Lambda を信頼されたエンティティとしたロールを作成して、ポリシーをアタッチしました。

{
    "Version": "2012-10-17",
    "Statement": [
        {
            "Effect": "Allow",
            "Principal": {
                "Service": "lambda.amazonaws.com"
            },
            "Action": "sts:AssumeRole"
        }
    ]
}

Sumo Logic から Lambda を実行するための権限設定

ユーザーにアタッチするポリシーを作成します。

{
    "Version": "2012-10-17",
    "Statement": [
        {
            "Effect": "Allow",
            "Action": [
                "lambda:InvokeFunctionUrl"
            ],
            "Resource": "arn:aws:lambda:*:*:function:*"
        }
    ]
}

ユーザーを作成して、コンソールのアクセスは提供せずに先程のポリシーをアタッチします。

Lambda 関数を作成する

Lambda にアクセスして、関数を作成します。
コードは以下のような感じにしています。
権限は先程作成した Lambda 用のロールを設定します。

import boto3
region = 'ap-northeast-1'
instances = 'i-0466442ee6a1bcc7d'
ec2 = boto3.client('ec2', region_name=region)

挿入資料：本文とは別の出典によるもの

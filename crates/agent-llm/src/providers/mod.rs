//! Concrete LLM provider implementations
//!
//! This module contains implementations of the LLMProvider trait for
//! various LLM services.

#[cfg(feature = "openai")]
pub mod openai;

#[cfg(feature = "openai")]
pub use openai::{OpenAIConfig, OpenAIProvider};
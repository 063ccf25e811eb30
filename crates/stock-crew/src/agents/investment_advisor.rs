//! Investment advisor persona

use agent_core::Actor;

pub const ROLE: &str = "Investment Advisor";

const GOAL: &str = "Provide actionable investment advice based on analysis and research";

const BACKSTORY: &str = "You are a seasoned investment advisor known for your balanced and insightful recommendations.";

/// Final stage: writes the recommendation that ends up in the report file
pub fn investment_advisor() -> Actor {
    Actor::new(ROLE, GOAL, BACKSTORY)
}
//! Environment configuration utilities
//!
//! Settings come from the process environment, optionally seeded from a
//! `.env` file. Variables already present in the process always take
//! precedence over values from the file.

use std::path::{Path, PathBuf};
use thiserror::Error;
use tracing::debug;

/// Errors raised while loading environment configuration
#[derive(Debug, Error)]
pub enum EnvError {
    /// An explicitly requested env file could not be loaded
    #[error("Failed to load env file {}: {detail}", path.display())]
    EnvFile { path: PathBuf, detail: String },

    /// A required variable is unset or empty
    #[error("{0} is not set")]
    Missing(String),
}

/// Where environment values were loaded from
#[derive(Debug, Clone, PartialEq, Eq)]
pub enum EnvSource {
    /// Only the process environment
    Process,
    /// The process environment plus the given file
    File(PathBuf),
}

/// Load a `.env` file into the process environment
///
/// With an explicit `path`, failing to read it is an error. Without one, a
/// `.env` in the working directory (or a parent) is loaded when present and
/// silently skipped otherwise.
pub fn load_env_file(path: Option<&Path>) -> Result<EnvSource, EnvError> {
    match path {
        Some(path) => {
            dotenvy::from_path(path).map_err(|e| EnvError::EnvFile {
                path: path.to_path_buf(),
                detail: e.to_string(),
            })?;
            debug!("Loaded environment from {}", path.display());
            Ok(EnvSource::File(path.to_path_buf()))
        }
        None => match dotenvy::dotenv() {
            Ok(found) => {
                debug!("Loaded environment from {}", found.display());
                Ok(EnvSource::File(found))
            }
            Err(_) => Ok(EnvSource::Process),
        },
    }
}

/// Look up a variable that must be present and non-blank
///
/// `lookup` abstracts over the process environment so callers can resolve
/// configuration from any key-value source.
pub fn non_empty_var<F>(lookup: F, key: &str) -> Result<String, EnvError>
where
    F: Fn(&str) -> Option<String>,
{
    lookup(key)
        .filter(|value| !value.trim().is_empty())
        .ok_or_else(|| EnvError::Missing(key.to_string()))
}
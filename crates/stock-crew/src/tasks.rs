//! Stock research task list

use crate::agents::RoleRegistry;
use crate::error::{Result, StockError};
use crate::prompts;
use agent_workflow::TaskDescriptor;
use std::path::{Component, Path, PathBuf};
use std::sync::Arc;

/// Report file for `ticker` inside `output_dir`
pub fn output_path_for(output_dir: &Path, ticker: &str) -> PathBuf {
    output_dir.join(format!("{ticker}_analysis.md"))
}

fn is_plain_file_name(ticker: &str) -> bool {
    let mut components = Path::new(ticker).components();
    matches!(
        (components.next(), components.next()),
        (Some(Component::Normal(_)), None)
    )
}

/// Build the research, analysis and recommendation tasks for `ticker`
///
/// The ticker is used verbatim; it is not checked against real symbols, but it
/// must name a single file inside `output_dir`. Only the recommendation task
/// carries an output file.
pub fn build_tasks(
    registry: &RoleRegistry,
    ticker: &str,
    output_dir: &Path,
) -> Result<Vec<TaskDescriptor>> {
    if ticker.is_empty() {
        return Err(StockError::InvalidSymbol(
            "ticker must not be empty".to_string(),
        ));
    }
    if !is_plain_file_name(ticker) {
        return Err(StockError::InvalidSymbol(format!(
            "ticker {ticker:?} would place the report outside the output directory"
        )));
    }

    let research = TaskDescriptor::builder("research", Arc::clone(registry.researcher()))
        .description(prompts::render_for(&prompts::research_prompt()?, ticker)?)
        .expected_output(prompts::RESEARCH_EXPECTED)
        .build()?;

    let analysis = TaskDescriptor::builder("analysis", Arc::clone(registry.analyst()))
        .description(prompts::render_for(&prompts::analysis_prompt()?, ticker)?)
        .expected_output(prompts::ANALYSIS_EXPECTED)
        .build()?;

    let recommendation =
        TaskDescriptor::builder("recommendation", Arc::clone(registry.advisor()))
            .description(prompts::render_for(&prompts::recommendation_prompt()?, ticker)?)
            .expected_output(prompts::RECOMMENDATION_EXPECTED)
            .output_file(output_path_for(output_dir, ticker))
            .build()?;

    Ok(vec![research, analysis, recommendation])
}

#[cfg(test)]
mod tests {
    use super::*;

    #[test]
    fn test_three_tasks_in_order() {
        let registry = RoleRegistry::new();
        let tasks = build_tasks(&registry, "AAPL", Path::new(".")).unwrap();

        let names: Vec<&str> = tasks.iter().map(TaskDescriptor::name).collect();
        assert_eq!(names, vec!["research", "analysis", "recommendation"]);

        assert!(Arc::ptr_eq(tasks[0].actor(), registry.researcher()));
        assert!(Arc::ptr_eq(tasks[1].actor(), registry.analyst()));
        assert!(Arc::ptr_eq(tasks[2].actor(), registry.advisor()));
    }

    #[test]
    fn test_ticker_in_every_description() {
        let registry = RoleRegistry::new();
        for ticker in ["MSFT", "brk.b", "Not A Real Ticker", "7203.T"] {
            let tasks = build_tasks(&registry, ticker, Path::new("out")).unwrap();
            assert_eq!(tasks.len(), 3);
            for task in &tasks {
                assert!(task.description().contains(ticker), "{}", task.description());
            }
        }
    }

    #[test]
    fn test_only_last_task_has_output_file() {
        let registry = RoleRegistry::new();
        let tasks = build_tasks(&registry, "TSLA", Path::new("/reports")).unwrap();

        assert_eq!(tasks[0].output_file(), None);
        assert_eq!(tasks[1].output_file(), None);
        assert_eq!(
            tasks[2].output_file(),
            Some(Path::new("/reports/TSLA_analysis.md"))
        );
    }

    #[test]
    fn test_expected_outputs() {
        let registry = RoleRegistry::new();
        let tasks = build_tasks(&registry, "TSLA", Path::new(".")).unwrap();

        assert_eq!(
            tasks[0].expected_output(),
            "Detailed analysis of the stock's performance indicators."
        );
        assert_eq!(
            tasks[2].expected_output(),
            "A detailed report with investment recommendations and analysis."
        );
    }

    #[test]
    fn test_empty_ticker_rejected() {
        let registry = RoleRegistry::new();
        let err = build_tasks(&registry, "", Path::new(".")).unwrap_err();
        assert!(matches!(err, StockError::InvalidSymbol(_)));
    }

    #[test]
    fn test_path_like_tickers_rejected() {
        let registry = RoleRegistry::new();
        for ticker in ["/tmp/x", "../x", "a/b", "..", ".", "x/.."] {
            let err = build_tasks(&registry, ticker, Path::new("/srv/reports")).unwrap_err();
            assert!(matches!(err, StockError::InvalidSymbol(_)), "{ticker}");
            assert_eq!(err.kind(), crate::ErrorKind::Validation);
        }
    }

    #[test]
    fn test_output_path_for() {
        assert_eq!(
            output_path_for(Path::new("."), "NVDA"),
            PathBuf::from("./NVDA_analysis.md")
        );
    }
}
//! Shared utilities for stock-crew
//!
//! This crate provides common functionality used across the workspace:
//! logging setup and environment configuration loading.

pub mod config;
pub mod logging;

pub use config::{EnvError, EnvSource, load_env_file, non_empty_var};
pub use logging::{default_filter, init_tracing};
//! Actor persona records

use serde::{Deserialize, Serialize};

/// A named persona that conditions a language-model request
///
/// Actors are plain immutable records. Every actor shares the same shape, so
/// there is no trait or hierarchy here: the pipeline reads the three strings and
/// folds them into the system prompt of each request the actor is bound to.
///
/// # Example
///
/// ```
/// use agent_core::Actor;
///
/// let actor = Actor::new(
///     "Market Researcher",
///     "Gather and analyze market trends",
///     "You have a keen eye for industry trends.",
/// );
///
/// assert_eq!(actor.role(), "Market Researcher");
/// ```
#[derive(Debug, Clone, PartialEq, Eq, Serialize, Deserialize)]
pub struct Actor {
    role: String,
    goal: String,
    backstory: String,
}

impl Actor {
    /// Create a new actor
    pub fn new(
        role: impl Into<String>,
        goal: impl Into<String>,
        backstory: impl Into<String>,
    ) -> Self {
        Self {
            role: role.into(),
            goal: goal.into(),
            backstory: backstory.into(),
        }
    }

    /// Role name, e.g. "Financial Analyst"
    pub fn role(&self) -> &str {
        &self.role
    }

    /// What the actor is trying to achieve
    pub fn goal(&self) -> &str {
        &self.goal
    }

    /// Background used to condition the model's behavior
    pub fn backstory(&self) -> &str {
        &self.backstory
    }
}

#[cfg(test)]
mod tests {
    use super::*;

    #[test]
    fn test_accessors() {
        let actor = Actor::new("Advisor", "Advise", "Seasoned");
        assert_eq!(actor.role(), "Advisor");
        assert_eq!(actor.goal(), "Advise");
        assert_eq!(actor.backstory(), "Seasoned");
    }

    #[test]
    fn test_serialization() {
        let actor = Actor::new("Advisor", "Advise", "Seasoned");
        let json = serde_json::to_value(&actor).unwrap();
        assert_eq!(json["role"], "Advisor");

        let back: Actor = serde_json::from_value(json).unwrap();
        assert_eq!(back, actor);
    }
}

def lambda_handler(event, context):
    ec2.stop_instances(InstanceIds=instances)
    print('stopped your instances: ' + str(instances))

作成した Lambda 関数の設定で認証タイプAWS/IAMにして関数URLを生成します。
（Lambda の関数URLのかわりに API Gateway を作成してもOKです。）

この辺りの設定方法は下記も参考にできます。

Sumo Logic から Lambda への Webhook インテグレーション

Sumo Logic コンソールで Webhook インテグレーションの設定を行います。

Manage Data > Monitoring > Connections で 「＋」ボタンで進みます。

AWS Lambda を選択。

名前を入力、URLには AWS で作成した Lambda 関数の関数URLを確認して入力します。
アクセスキーIDとアクセスキーは作成したIAMユーザーで生成したAPIアクセスキーを確認して設定します。

あとは、Alert Payload と Recovery Payload の値も含めてデフォルトの値で保存します。

アラートと、アラート発火時にアクションを起こすよう設定する

最初に確認した Out of Box のログサーチを使ってアラートの設定を行います。

サーチの右側にある三点リーダーをクリックするとメニューが出てくるので、「Save As」を選択します。

今回は下記のような頻度とアラートタイプを設定した Webhook にして設定を完了させました。

これで、脅威インテリジェンスとマッチしたログが出力されてきたら EC2 インスタンスが停止されます。

まとめ

このように、AWS のログを Sumo Logic に取り込むことで、Sumo Logic 内で使える CrowdStrike の脅威インテリジェンスを検知を行い、自動の復旧対処までを行う設定を行いました。
この他の検知パターンや復旧パターンを追加することで色々なセキュリティ運用が自動化できそうです。
ぜひセキュリティ運用の効率化や改善にご活用ください。